How to Deal with Grief – Part 2

Good morning. We are again furthering our knowledge about grief and how to handle it. I am referring in this blog to the book I read called The Grief Recovery Handbook, by John W. James and Russell Friedman. One of the points they make early on is that we an not experienced in dealing with the feelings that come up when we are faced with a loss.

We fall back on the messages we learned when growing up, taught to us by folks who were themselves very uncomfortable with the unfamiliar feelings. The messages we were taught were: don’t feel bad, replace the loss, grieve alone, just give it time, and be strong for someone else. These are myths and don’t work in grief recovery. 

They encourage us to grieve in isolation, which is not effective in grief recovery, according to John and Russell. Instead, they believe we need to get acknowledgment of our feelings. They also believe that being told those messages leads us to a loss of trust in the person(s) saying them. Because loss of trust is painful, we learn the message to not trust others and this further isolates us. 

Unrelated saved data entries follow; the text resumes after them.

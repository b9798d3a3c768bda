use actix_web::{middleware::from_fn, web};

use crate::middlewares::authentication;

pub mod user {
    pub mod schema;
    pub mod model;
    pub mod repository;
    pub mod repository_pg;
    pub mod handle;
    pub mod service;
    pub mod route;
}

pub mod friendship {
    pub mod schema;
    pub mod model;
    pub mod repository;
    pub mod repository_pg;
    pub mod handle;
    pub mod service;
    pub mod route;
}

pub mod debt {
    pub mod schema;
    pub mod model;
    pub mod repository;
    pub mod repository_pg;
    pub mod handle;
    pub mod service;
    pub mod route;
}

/// Mounts the whole API under `/api`. Everything except `/api/auth` needs a
/// bearer token.
pub fn configure(cfg: &mut web::ServiceConfig) {
    cfg.service(
        web::scope("/api").configure(user::route::public_api_configure).service(
            web::scope("")
                .wrap(from_fn(authentication))
                .configure(user::route::configure)
                .configure(friendship::route::configure)
                .configure(debt::route::configure),
        ),
    );
}
use crate::modules::friendship::handle::*;
use actix_web::web::{scope, ServiceConfig};

pub fn configure(cfg: &mut ServiceConfig) {
    cfg.service(
        scope("/friendships")
            .service(list_friendships)
            .service(send_friend_request)
            .service(accept_friend_request)
            .service(delete_friendship),
    );
}
use serde::{Deserialize, Serialize};
use sqlx::prelude::FromRow;
use uuid::Uuid;
use validator::Validate;

use crate::modules::{friendship::schema::FriendshipStatus, user::model::validate_username};

/// A friendship row as seen by one participant: the other side's profile is
/// joined in, the caller's own is never included.
#[derive(Debug, Clone, Serialize, Deserialize, FromRow)]
#[serde(rename_all = "camelCase")]
pub struct FriendshipResponse {
    pub id: Uuid,
    pub status: FriendshipStatus,
    pub requester_id: Uuid,
    pub created_at: chrono::DateTime<chrono::Utc>,
    pub friend_id: Uuid,
    pub friend_first_name: String,
    pub friend_last_name: String,
    pub friend_username: String,
}

#[derive(Debug, Clone, Deserialize, Validate)]
pub struct FriendshipRequestBody {
    #[validate(
        length(min = 1, message = "Username is required"),
        custom(function = "validate_username")
    )]
    pub username: String,
}

#[derive(Debug, Clone, Deserialize, Validate)]
pub struct AcceptFriendshipBody {
    pub status: FriendshipStatus,
}

#[derive(Debug, Clone, Deserialize, Validate)]
pub struct FriendshipQuery {
    #[serde(rename = "type")]
    pub status: Option<FriendshipStatus>,
}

Nonetheless, we seek solace from others and we quickly learn they are ill-equipped to help us. Although well-meaning, they say things that are not helpful and sometimes detrimental, such as I know how you feel. No one knows how you feel because you had a unique relationship to the person or event of which you grieve, and, therefore, your grief is unique to you.

“Keep a stiff upper lip,” “Pull yourself up by your bootstraps,”  “give it  time and it will heal,” and even “get on with your life,” are all things we have undoubtedly heard which are not useful things for us. The clear message is that it’s not okay to have our feelings and certainly not to show them.

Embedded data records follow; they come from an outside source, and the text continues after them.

//! In-memory stand-ins for the PostgreSQL repositories. They honour the same
//! constraints as `migrations/` so services can be exercised without a
//! database.


use chrono::{DateTime, Utc};
use std::sync::{Arc, Mutex};
use uuid::Uuid;

use crate::{
    api::error::{self, check_message, constraint, DbErrorMeta},
    constants::LIST_LIMIT,
    modules::{
        debt::{
            model::{InsertDebt, PartyPatch, UpdateDebt},
            repository::DebtRepository,
            schema::{party_matches, DebtEntity, DebtFilter},
        },
        friendship::{
            model::FriendshipResponse,
            repository::FriendshipRepository,
            schema::{FriendshipEntity, FriendshipStatus, NewFriendship},
        },
        user::{
            model::InsertUser, repository::UserRepository, repository_pg::UserRepositoryPg,
            schema::UserEntity,
        },
    },
};

pub const TEST_SECRET: &str = "test-secret";

fn new_id() -> Uuid {
    Uuid::new_v7(uuid::Timestamp::now(uuid::NoContext))
}

/// Inserts an account through the Postgres repository for `#[sqlx::test]` cases.
pub async fn seed_user(pool: &sqlx::PgPool, username: &str, first_name: &str) -> Uuid {
    UserRepositoryPg::new(pool.clone())
        .create(&InsertUser {
            username: username.to_string(),
            email: format!("{username}@example.com"),
            hash_password: String::new(),
            first_name: first_name.to_string(),
            last_name: "Tester".to_string(),
        })
        .await
        .unwrap()
}

/// Strictly increasing timestamps so newest-first ordering is deterministic.
#[derive(Default)]
struct Clock {
    last: Mutex<Option<DateTime<Utc>>>,
}

impl Clock {
    fn now(&self) -> DateTime<Utc> {
        let mut last = self.last.lock().unwrap();
        let mut now = Utc::now();
        if let Some(prev) = *last {
            if now <= prev {
                now = prev + chrono::Duration::microseconds(1);
            }
        }
        *last = Some(now);
        now
    }
}

#[derive(Default)]
pub struct InMemoryUsers {
    rows: Mutex<Vec<UserEntity>>,
}

impl InMemoryUsers {
    /// Adds an account directly, bypassing password hashing.
    pub fn add(&self, username: &str, first_name: &str) -> Uuid {
        let id = new_id();
        self.rows.lock().unwrap().push(UserEntity {
            id,
            username: username.to_string(),
            email: format!("{username}@example.com"),
            hash_password: String::new(),
            first_name: first_name.to_string(),
            last_name: "Tester".to_string(),
            created_at: Utc::now(),
        });
        id
    }
}

#[async_trait::async_trait]
impl UserRepository for InMemoryUsers {
    async fn find_by_id(&self, id: &Uuid) -> Result<Option<UserEntity>, error::SystemError> {
        Ok(self.rows.lock().unwrap().iter().find(|u| u.id == *id).cloned())
    }

    async fn find_by_username(
        &self,
        username: &str,
    ) -> Result<Option<UserEntity>, error::SystemError> {
        Ok(self
            .rows
            .lock()
            .unwrap()
            .iter()
            .find(|u| u.username.eq_ignore_ascii_case(username))
            .cloned())
    }

    async fn find_by_email(&self, email: &str) -> Result<Option<UserEntity>, error::SystemError> {
        Ok(self.rows.lock().unwrap().iter().find(|u| u.email.eq_ignore_ascii_case(email)).cloned())
    }

    async fn create(&self, user: &InsertUser) -> Result<Uuid, error::SystemError> {
        let mut rows = self.rows.lock().unwrap();
        if rows.iter().any(|u| u.username.eq_ignore_ascii_case(&user.username)) {
            return Err(error::SystemError::Conflict(Some(DbErrorMeta::unique_violation(
                constraint::USERS_USERNAME_LOWER,
            ))));
        }
        if rows.iter().any(|u| u.email == user.email) {
            return Err(error::SystemError::Conflict(Some(DbErrorMeta::unique_violation(
                constraint::USERS_EMAIL,
            ))));
        }

        let id = new_id();
        rows.push(UserEntity {
            id,
            username: user.username.clone(),
            email: user.email.clone(),
            hash_password: user.hash_password.clone(),
            first_name: user.first_name.clone(),
            last_name: user.last_name.clone(),
            created_at: Utc::now(),
        });
        Ok(id)
    }
}

pub struct InMemoryFriendships {
    users: Arc<InMemoryUsers>,
    rows: Mutex<Vec<FriendshipEntity>>,
    clock: Clock,
}

impl InMemoryFriendships {
    pub fn new(users: Arc<InMemoryUsers>) -> Self {
        Self { users, rows: Mutex::new(Vec::new()), clock: Clock::default() }
    }
}

#[async_trait::async_trait]
impl FriendshipRepository for InMemoryFriendships {
    async fn find_for_user(
        &self,
        user_id: &Uuid,
        status: Option<FriendshipStatus>,
    ) -> Result<Vec<FriendshipResponse>, error::SystemError> {
        let mut rows: Vec<FriendshipEntity> = self
            .rows
            .lock()
            .unwrap()
            .iter()
            .filter(|f| f.has_participant(user_id))
            .filter(|f| status.map_or(true, |s| f.status == s))
            .cloned()
            .collect();
        rows.sort_by(|a, b| b.created_at.cmp(&a.created_at).then(b.id.cmp(&a.id)));

        let users = self.users.rows.lock().unwrap();
        Ok(rows
            .into_iter()
            .filter_map(|f| {
                let other = f.other_participant(user_id);
                users.iter().find(|u| u.id == other).map(|u| FriendshipResponse {
                    id: f.id,
                    status: f.status,
                    requester_id: f.requester_id,
                    created_at: f.created_at,
                    friend_id: u.id,
                    friend_first_name: u.first_name.clone(),
                    friend_last_name: u.last_name.clone(),
                    friend_username: u.username.clone(),
                })
            })
            .take(LIST_LIMIT as usize)
            .collect())
    }

    async fn create(
        &self,
        friendship: &NewFriendship,
    ) -> Result<FriendshipEntity, error::SystemError> {
        if friendship.user_id_1 >= friendship.user_id_2 {
            return Err(error::SystemError::BadRequest(check_message(Some(
                constraint::FRIENDSHIPS_ORDER,
            ))));
        }
        if friendship.requester_id != friendship.user_id_1
            && friendship.requester_id != friendship.user_id_2
        {
            return Err(error::SystemError::BadRequest(check_message(Some(
                constraint::FRIENDSHIPS_REQUESTER,
            ))));
        }

        let mut rows = self.rows.lock().unwrap();
        if rows
            .iter()
            .any(|f| f.user_id_1 == friendship.user_id_1 && f.user_id_2 == friendship.user_id_2)
        {
            return Err(error::SystemError::Conflict(Some(DbErrorMeta::unique_violation(
                constraint::FRIENDSHIPS_PAIR,
            ))));
        }

        let now = self.clock.now();
        let row = FriendshipEntity {
            id: new_id(),
            user_id_1: friendship.user_id_1,
            user_id_2: friendship.user_id_2,
            requester_id: friendship.requester_id,
            status: FriendshipStatus::Pending,
            created_at: now,
            updated_at: now,
        };
        rows.push(row.clone());
        Ok(row)
    }

    async fn accept(
        &self,
        friendship_id: &Uuid,
        user_id: &Uuid,
    ) -> Result<Option<FriendshipEntity>, error::SystemError> {
        let mut rows = self.rows.lock().unwrap();
        let Some(row) = rows.iter_mut().find(|f| f.id == *friendship_id && f.can_accept(user_id))
        else {
            return Ok(None);
        };
        row.status = FriendshipStatus::Accepted;
        row.updated_at = self.clock.now();
        Ok(Some(row.clone()))
    }

    async fn delete(
        &self,
        friendship_id: &Uuid,
        user_id: &Uuid,
    ) -> Result<Option<FriendshipEntity>, error::SystemError> {
        let mut rows = self.rows.lock().unwrap();
        let position =
            rows.iter().position(|f| f.id == *friendship_id && f.has_participant(user_id));
        Ok(position.map(|i| rows.remove(i)))
    }
}

#[derive(Default)]
pub struct InMemoryDebts {
    rows: Mutex<Vec<DebtEntity>>,
    clock: Clock,
}

fn check_parties(debt: &DebtEntity) -> Result<(), error::SystemError> {
    if debt.lender_id.is_none() && debt.lendee_id.is_none() {
        return Err(error::SystemError::BadRequest(check_message(Some(constraint::DEBTS_PARTY))));
    }
    if debt.lender_id.is_some() && debt.lender_id == debt.lendee_id {
        return Err(error::SystemError::BadRequest(check_message(Some(
            constraint::DEBTS_DISTINCT_PARTIES,
        ))));
    }
    Ok(())
}

/// Mirrors the name rule of the SQL update: a side that stays linked keeps
/// its stored name.
fn apply_party(id: &mut Option<Uuid>, name: &mut String, patch: &PartyPatch) {
    let keep_name = patch.id.is_none() && id.is_some();
    if let Some(new_id) = patch.id {
        *id = new_id;
    }
    if !keep_name {
        if let Some(new_name) = &patch.name {
            *name = new_name.clone();
        }
    }
}

fn apply_changes(debt: &mut DebtEntity, changes: &UpdateDebt) {
    apply_party(&mut debt.lender_id, &mut debt.lender_name, &changes.lender);
    apply_party(&mut debt.lendee_id, &mut debt.lendee_name, &changes.lendee);
    if let Some(currency) = &changes.currency {
        debt.currency = currency.clone();
    }
    if let Some(amount) = changes.amount {
        debt.amount = amount;
    }
    if let Some(title) = &changes.title {
        debt.title = title.clone();
    }
    if let Some(description) = &changes.description {
        debt.description = description.clone();
    }
    if let Some(deadline) = changes.deadline {
        debt.deadline = deadline;
    }
    if let Some(status) = changes.status {
        debt.status = status;
    }
}

#[async_trait::async_trait]
impl DebtRepository for InMemoryDebts {
    async fn find_for_user(
        &self,
        user_id: &Uuid,
        filter: Option<DebtFilter>,
    ) -> Result<Vec<DebtEntity>, error::SystemError> {
        let mut debts: Vec<DebtEntity> = self
            .rows
            .lock()
            .unwrap()
            .iter()
            .filter(|d| party_matches(filter, user_id, d))
            .cloned()
            .collect();
        debts.sort_by(|a, b| b.created_at.cmp(&a.created_at).then(b.id.cmp(&a.id)));
        debts.truncate(LIST_LIMIT as usize);
        Ok(debts)
    }

    async fn find_visible(
        &self,
        debt_id: &Uuid,
        user_id: &Uuid,
    ) -> Result<Option<DebtEntity>, error::SystemError> {
        Ok(self
            .rows
            .lock()
            .unwrap()
            .iter()
            .find(|d| d.id == *debt_id && d.is_visible_to(user_id))
            .cloned())
    }

    async fn create(&self, debt: &InsertDebt) -> Result<DebtEntity, error::SystemError> {
        let now = self.clock.now();
        let row = DebtEntity {
            id: new_id(),
            created_by: debt.created_by,
            lender_name: debt.lender_name.clone(),
            lender_id: debt.lender_id,
            lendee_name: debt.lendee_name.clone(),
            lendee_id: debt.lendee_id,
            currency: debt.currency.clone(),
            amount: debt.amount,
            title: debt.title.clone(),
            description: debt.description.clone(),
            deadline: debt.deadline,
            status: debt.status,
            created_at: now,
            updated_at: now,
        };
        check_parties(&row)?;
        self.rows.lock().unwrap().push(row.clone());
        Ok(row)
    }

    async fn update(
        &self,
        debt_id: &Uuid,
        created_by: &Uuid,
        changes: &UpdateDebt,
    ) -> Result<Option<DebtEntity>, error::SystemError> {
        let mut rows = self.rows.lock().unwrap();
        let Some(row) = rows.iter_mut().find(|d| d.id == *debt_id && d.created_by == *created_by)
        else {
            return Ok(None);
        };

        let mut updated = row.clone();
        apply_changes(&mut updated, changes);
        check_parties(&updated)?;
        updated.updated_at = self.clock.now();
        *row = updated.clone();
        Ok(Some(updated))
    }

    async fn delete(&self, debt_id: &Uuid, created_by: &Uuid) -> Result<bool, error::SystemError> {
        let mut rows = self.rows.lock().unwrap();
        let before = rows.len();
        rows.retain(|d| !(d.id == *debt_id && d.created_by == *created_by));
        Ok(rows.len() < before)
    }
}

So what’s the answer? John and Russell believe we need to grieve in partnership with someone else who is grieving. They suggest going through their book and working the exercises that are clearly spelled out. Then, they advocate sharing what you found during each exercise with your partner, who does nothing but listen. The listener must not interrupt nor touch you if you become upset, as that interrupts the process of grief recovery.

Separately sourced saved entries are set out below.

use serde_json::Value as JsonValue;

use crate::error::{
    conflicting_selector, invalid_argument, missing_filters, FirestoreError, FirestoreResult,
};
use crate::model::FieldPath;
use crate::query::structured::encode_structured_query;
use crate::value::Value;

/// Field comparison operators understood by the structured-query endpoint.
#[derive(Clone, Copy, Debug, PartialEq, Eq)]
pub enum FilterOperator {
    In,
    NotIn,
    Equal,
    NotEqual,
    LessThan,
    LessThanOrEqual,
    ArrayContains,
    ArrayContainsAny,
    GreaterThan,
    GreaterThanOrEqual,
}

impl FilterOperator {
    pub fn as_str(&self) -> &'static str {
        match self {
            FilterOperator::In => "IN",
            FilterOperator::NotIn => "NOT_IN",
            FilterOperator::Equal => "EQUAL",
            FilterOperator::NotEqual => "NOT_EQUAL",
            FilterOperator::LessThan => "LESS_THAN",
            FilterOperator::LessThanOrEqual => "LESS_THAN_OR_EQUAL",
            FilterOperator::ArrayContains => "ARRAY_CONTAINS",
            FilterOperator::ArrayContainsAny => "ARRAY_CONTAINS_ANY",
            FilterOperator::GreaterThan => "GREATER_THAN",
            FilterOperator::GreaterThanOrEqual => "GREATER_THAN_OR_EQUAL",
        }
    }
}

#[derive(Clone, Copy, Debug, PartialEq, Eq)]
pub enum Direction {
    Ascending,
    Descending,
}

impl Direction {
    pub fn as_str(&self) -> &'static str {
        match self {
            Direction::Ascending => "ASCENDING",
            Direction::Descending => "DESCENDING",
        }
    }
}

/// One comparison clause: field path, operator, comparison value.
#[derive(Clone, Debug, PartialEq)]
pub struct FieldFilter {
    field: FieldPath,
    operator: FilterOperator,
    value: Value,
}

impl FieldFilter {
    pub fn field(&self) -> &FieldPath {
        &self.field
    }

    pub fn operator(&self) -> FilterOperator {
        self.operator
    }

    pub fn value(&self) -> &Value {
        &self.value
    }
}

#[derive(Clone, Debug, PartialEq)]
pub struct OrderClause {
    field: FieldPath,
    direction: Direction,
}

impl OrderClause {
    pub fn field(&self) -> &FieldPath {
        &self.field
    }

    pub fn direction(&self) -> Direction {
        self.direction
    }
}

/// Accumulates filters, ordering, cursors and bounds for one request.
///
/// One builder maps to exactly one in-flight logical request: every fluent
/// method consumes and returns the builder, and finalization consumes it
/// for good, so a finalized builder cannot leak state into a later request.
/// Invalid input inside a chain (an empty field path, a prefix with no
/// upper bound) is deferred and surfaces from the finalizer.
#[derive(Debug)]
pub struct QueryBuilder {
    collection_id: String,
    identifier: Option<String>,
    filters: Vec<FieldFilter>,
    order_by: Vec<OrderClause>,
    start_at: Vec<Value>,
    end_at: Vec<Value>,
    limit: Option<i64>,
    offset: Option<i64>,
    deferred: Option<FirestoreError>,
}

impl QueryBuilder {
    pub fn new(collection_id: impl Into<String>) -> Self {
        Self {
            collection_id: collection_id.into(),
            identifier: None,
            filters: Vec::new(),
            order_by: Vec::new(),
            start_at: Vec::new(),
            end_at: Vec::new(),
            limit: None,
            offset: None,
            deferred: None,
        }
    }

    pub fn equal<K, V, I>(self, entries: I) -> Self
    where
        I: IntoIterator<Item = (K, V)>,
        K: AsRef<str>,
        V: Into<Value>,
    {
        self.filter_entries(FilterOperator::Equal, entries)
    }

    pub fn not_equal<K, V, I>(self, entries: I) -> Self
    where
        I: IntoIterator<Item = (K, V)>,
        K: AsRef<str>,
        V: Into<Value>,
    {
        self.filter_entries(FilterOperator::NotEqual, entries)
    }

    pub fn less_than<K, V, I>(self, entries: I) -> Self
    where
        I: IntoIterator<Item = (K, V)>,
        K: AsRef<str>,
        V: Into<Value>,
    {
        self.filter_entries(FilterOperator::LessThan, entries)
    }

    pub fn less_than_or_equal<K, V, I>(self, entries: I) -> Self
    where
        I: IntoIterator<Item = (K, V)>,
        K: AsRef<str>,
        V: Into<Value>,
    {
        self.filter_entries(FilterOperator::LessThanOrEqual, entries)
    }

    pub fn greater_than<K, V, I>(self, entries: I) -> Self
    where
        I: IntoIterator<Item = (K, V)>,
        K: AsRef<str>,
        V: Into<Value>,
    {
        self.filter_entries(FilterOperator::GreaterThan, entries)
    }

    pub fn greater_than_or_equal<K, V, I>(self, entries: I) -> Self
    where
        I: IntoIterator<Item = (K, V)>,
        K: AsRef<str>,
        V: Into<Value>,
    {
        self.filter_entries(FilterOperator::GreaterThanOrEqual, entries)
    }

    /// `IN` membership. The service caps the comparison array size; the cap
    /// is not checked client-side and a violation surfaces verbatim.
    pub fn is_in<K, V, I>(self, entries: I) -> Self
    where
        I: IntoIterator<Item = (K, V)>,
        K: AsRef<str>,
        V: Into<Value>,
    {
        self.filter_entries(FilterOperator::In, entries)
    }

    /// `NOT_IN` membership. See [`QueryBuilder::is_in`] on array-size caps.
    pub fn not_in<K, V, I>(self, entries: I) -> Self
    where
        I: IntoIterator<Item = (K, V)>,
        K: AsRef<str>,
        V: Into<Value>,
    {
        self.filter_entries(FilterOperator::NotIn, entries)
    }

    pub fn array_contains<K, V, I>(self, entries: I) -> Self
    where
        I: IntoIterator<Item = (K, V)>,
        K: AsRef<str>,
        V: Into<Value>,
    {
        self.filter_entries(FilterOperator::ArrayContains, entries)
    }

    pub fn array_contains_any<K, V, I>(self, entries: I) -> Self
    where
        I: IntoIterator<Item = (K, V)>,
        K: AsRef<str>,
        V: Into<Value>,
    {
        self.filter_entries(FilterOperator::ArrayContainsAny, entries)
    }

    /// Lexicographic prefix match, expanded into a half-open range:
    /// `field >= prefix AND field < bound`, where `bound` is the prefix with
    /// its final character's code point incremented. Prefixes whose final
    /// character has no incrementable successor (`char::MAX`, or the edge of
    /// the surrogate gap) are rejected rather than silently mis-queried.
    pub fn starts_with<K, P, I>(mut self, entries: I) -> Self
    where
        I: IntoIterator<Item = (K, P)>,
        K: AsRef<str>,
        P: Into<String>,
    {
        for (field, prefix) in entries {
            let prefix = prefix.into();
            match prefix_upper_bound(&prefix) {
                Ok(bound) => {
                    self.push_filter(
                        field.as_ref(),
                        FilterOperator::GreaterThanOrEqual,
                        Value::from_string(prefix),
                    );
                    self.push_filter(field.as_ref(), FilterOperator::LessThan, Value::from_string(bound));
                }
                Err(err) => self.defer(err),
            }
        }
        self
    }

    /// Appends ascending order clauses; with no fields, orders by the
    /// `__name__` pseudo-field as a stable tiebreaker.
    pub fn ascending<K, I>(self, fields: I) -> Self
    where
        I: IntoIterator<Item = K>,
        K: AsRef<str>,
    {
        self.order_entries(Direction::Ascending, fields)
    }

    /// Appends descending order clauses; with no fields, orders by the
    /// `__name__` pseudo-field.
    pub fn descending<K, I>(self, fields: I) -> Self
    where
        I: IntoIterator<Item = K>,
        K: AsRef<str>,
    {
        self.order_entries(Direction::Descending, fields)
    }

    /// Maximum number of results. The last call wins.
    pub fn limit(mut self, limit: i64) -> Self {
        self.limit = Some(limit);
        self
    }

    /// Number of results to skip. The last call wins.
    pub fn offset(mut self, offset: i64) -> Self {
        self.offset = Some(offset);
        self
    }

    /// Appends an inclusive start-cursor value. Cursor values align
    /// positionally with the order clauses: the Nth value anchors the Nth
    /// clause, so a cursor with N values needs at least N clauses. When no
    /// order clause exists yet, an ascending `__name__` clause is inserted
    /// first, since a cursor is meaningless without an order.
    pub fn start_at(mut self, value: impl Into<Value>) -> Self {
        self.ensure_cursor_order();
        self.start_at.push(value.into());
        self
    }

    /// Appends an inclusive end-cursor value. See [`QueryBuilder::start_at`]
    /// for the alignment requirement.
    pub fn end_at(mut self, value: impl Into<Value>) -> Self {
        self.ensure_cursor_order();
        self.end_at.push(value.into());
        self
    }

    /// Selects a document directly by id, mutually exclusive with filters.
    pub fn identifier(mut self, id: impl Into<String>) -> Self {
        self.identifier = Some(id.into());
        self
    }

    /// Finalizes for a document-scoped operation: the document must resolve
    /// through exactly one of an explicit identifier or a filter match.
    /// Filter-based selection is submitted with a forced limit of 1; order
    /// clauses, cursors and bounds do not apply to single-document
    /// resolution and are dropped.
    pub fn into_selector(self) -> FirestoreResult<DocumentSelector> {
        if let Some(err) = self.deferred {
            return Err(err);
        }
        match (self.identifier, self.filters.is_empty()) {
            (Some(_), false) => Err(conflicting_selector(
                "A document resolves through an identifier or filters, never both",
            )),
            (Some(id), true) => Ok(DocumentSelector::ById(id)),
            (None, true) => Err(missing_filters(
                "Document operations require an identifier or at least one filter",
            )),
            (None, false) => Ok(DocumentSelector::ByFilters(StructuredQuery {
                collection_id: self.collection_id,
                filters: self.filters,
                order_by: Vec::new(),
                start_at: Vec::new(),
                end_at: Vec::new(),
                limit: Some(1),
                offset: None,
            })),
        }
    }

    /// Finalizes for a collection search: requires at least one filter and
    /// refuses an identifier.
    pub fn into_search(self) -> FirestoreResult<StructuredQuery> {
        if let Some(err) = self.deferred {
            return Err(err);
        }
        if self.identifier.is_some() {
            return Err(conflicting_selector(
                "An identifier is not a valid search selector",
            ));
        }
        if self.filters.is_empty() {
            return Err(missing_filters("Search requires at least one filter"));
        }
        Ok(StructuredQuery {
            collection_id: self.collection_id,
            filters: self.filters,
            order_by: self.order_by,
            start_at: self.start_at,
            end_at: self.end_at,
            limit: self.limit,
            offset: self.offset,
        })
    }

    fn filter_entries<K, V, I>(mut self, operator: FilterOperator, entries: I) -> Self
    where
        I: IntoIterator<Item = (K, V)>,
        K: AsRef<str>,
        V: Into<Value>,
    {
        for (field, value) in entries {
            self.push_filter(field.as_ref(), operator, value.into());
        }
        self
    }

    fn order_entries<K, I>(mut self, direction: Direction, fields: I) -> Self
    where
        I: IntoIterator<Item = K>,
        K: AsRef<str>,
    {
        let mut any = false;
        for field in fields {
            any = true;
            match FieldPath::from_dot_separated(field.as_ref()) {
                Ok(path) => self.order_by.push(OrderClause {
                    field: path,
                    direction,
                }),
                Err(err) => self.defer(err),
            }
        }
        if !any {
            self.order_by.push(OrderClause {
                field: FieldPath::document_id(),
                direction,
            });
        }
        self
    }

    fn push_filter(&mut self, field: &str, operator: FilterOperator, value: Value) {
        match FieldPath::from_dot_separated(field) {
            Ok(path) => self.filters.push(FieldFilter {
                field: path,
                operator,
                value,
            }),
            Err(err) => self.defer(err),
        }
    }

    fn ensure_cursor_order(&mut self) {
        if self.order_by.is_empty() {
            self.order_by.push(OrderClause {
                field: FieldPath::document_id(),
                direction: Direction::Ascending,
            });
        }
    }

    fn defer(&mut self, err: FirestoreError) {
        // First failure wins; later chain calls keep it intact.
        self.deferred.get_or_insert(err);
    }
}

/// How a document-scoped operation locates its target.
#[derive(Debug)]
pub enum DocumentSelector {
    ById(String),
    ByFilters(StructuredQuery),
}

/// A finalized query, ready to encode as one `structuredQuery` payload.
#[derive(Clone, Debug)]
pub struct StructuredQuery {
    pub(crate) collection_id: String,
    pub(crate) filters: Vec<FieldFilter>,
    pub(crate) order_by: Vec<OrderClause>,
    pub(crate) start_at: Vec<Value>,
    pub(crate) end_at: Vec<Value>,
    pub(crate) limit: Option<i64>,
    pub(crate) offset: Option<i64>,
}

impl StructuredQuery {
    pub fn collection_id(&self) -> &str {
        &self.collection_id
    }

    pub fn filters(&self) -> &[FieldFilter] {
        &self.filters
    }

    pub fn order_by(&self) -> &[OrderClause] {
        &self.order_by
    }

    /// The complete `{"structuredQuery": {...}}` request body.
    pub fn request_body(&self) -> JsonValue {
        serde_json::json!({ "structuredQuery": encode_structured_query(self) })
    }
}

fn prefix_upper_bound(prefix: &str) -> FirestoreResult<String> {
    let mut chars: Vec<char> = prefix.chars().collect();
    let last = chars
        .pop()
        .ok_or_else(|| invalid_argument("starts_with requires a non-empty prefix"))?;
    let next = u32::from(last)
        .checked_add(1)
        .and_then(char::from_u32)
        .ok_or_else(|| {
            invalid_argument(format!(
                "starts_with cannot derive an exclusive upper bound after {last:?}"
            ))
        })?;
    chars.push(next);
    Ok(chars.into_iter().collect())
}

One misunderstood emotion is depression. Depression after a loss is to be expected, as what just happened is a depressing thing. It differs from clinical depression, however.  A grieving person is entitled to a loss of energy after a loss, and this is not the same as clinical depression.

Basically, the healing comes about through our ability to be heard and acknowledged. Unfortunately, we learn quickly that it is not okay to voice our feelings, and we find ourselves acting recovered in order to be accepted, when, in fact, we are dying inside. This is something to be wary of and we can seek out the solace of a grief recovery partner.

In order to recover, we must look at all aspects of a relationship, both the positive and the negative. Without doing that, it is almost impossible to heal from the grief. It is important to remember that ALL relationships and events have both positive and negative aspects. Through the completion of what John and Russell call a Relationship Graph, we can get a clearer picture of what we experienced with a person or event. This helps us through the grief process by directing us to look at how our relationships interfaced with our losses. It keeps us from putting the person or event on a pedestal or continually criticizing them.

They also advocate/suggest that we do a Loss Graph, which outlines the major losses in our life. This will allow the feelings associated with our losses to surface so we can feel them, and then, heal. The whole system works well if we pair up with a grief partner and follow the exercises in the book. More information is available at John and Russell’s website at http://www.griefrecoverymethod.com/.

I hope this information is helpful to you as you journey through the grief process.